*** AVAILABLE RECORDS ***

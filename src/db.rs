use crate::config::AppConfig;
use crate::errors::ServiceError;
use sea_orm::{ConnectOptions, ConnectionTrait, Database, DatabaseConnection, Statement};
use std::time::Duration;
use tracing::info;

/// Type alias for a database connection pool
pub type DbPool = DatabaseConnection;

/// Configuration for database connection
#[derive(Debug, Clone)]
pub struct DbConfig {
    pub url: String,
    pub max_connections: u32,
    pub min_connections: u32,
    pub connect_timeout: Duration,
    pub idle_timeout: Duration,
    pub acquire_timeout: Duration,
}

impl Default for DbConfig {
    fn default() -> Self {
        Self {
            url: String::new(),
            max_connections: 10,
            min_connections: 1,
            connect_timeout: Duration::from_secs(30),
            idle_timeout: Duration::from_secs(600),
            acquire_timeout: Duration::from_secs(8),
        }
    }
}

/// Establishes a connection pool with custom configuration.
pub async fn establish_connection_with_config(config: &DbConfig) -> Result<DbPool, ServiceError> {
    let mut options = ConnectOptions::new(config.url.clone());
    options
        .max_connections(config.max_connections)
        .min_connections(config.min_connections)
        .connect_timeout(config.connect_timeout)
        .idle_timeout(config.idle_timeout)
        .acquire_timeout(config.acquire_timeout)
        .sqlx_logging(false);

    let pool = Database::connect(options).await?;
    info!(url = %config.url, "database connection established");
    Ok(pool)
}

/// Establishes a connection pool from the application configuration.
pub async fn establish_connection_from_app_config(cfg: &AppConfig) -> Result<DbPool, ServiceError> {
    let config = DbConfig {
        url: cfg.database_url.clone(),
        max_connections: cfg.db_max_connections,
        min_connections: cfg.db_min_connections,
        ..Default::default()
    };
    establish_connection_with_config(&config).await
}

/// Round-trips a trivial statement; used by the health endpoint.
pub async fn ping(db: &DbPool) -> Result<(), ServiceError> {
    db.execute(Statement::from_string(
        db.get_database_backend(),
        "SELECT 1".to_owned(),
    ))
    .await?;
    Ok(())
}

*** End of AVAILABLE RECORDS ***

TASK GOAL. For every line above that includes the word "ConnectOptions", return the line.

SOLUTION FOR THIS TASK.
use sea_orm::{ConnectOptions, ConnectionTrait, Database, DatabaseConnection, Statement};
    let mut options = ConnectOptions::new(config.url.clone());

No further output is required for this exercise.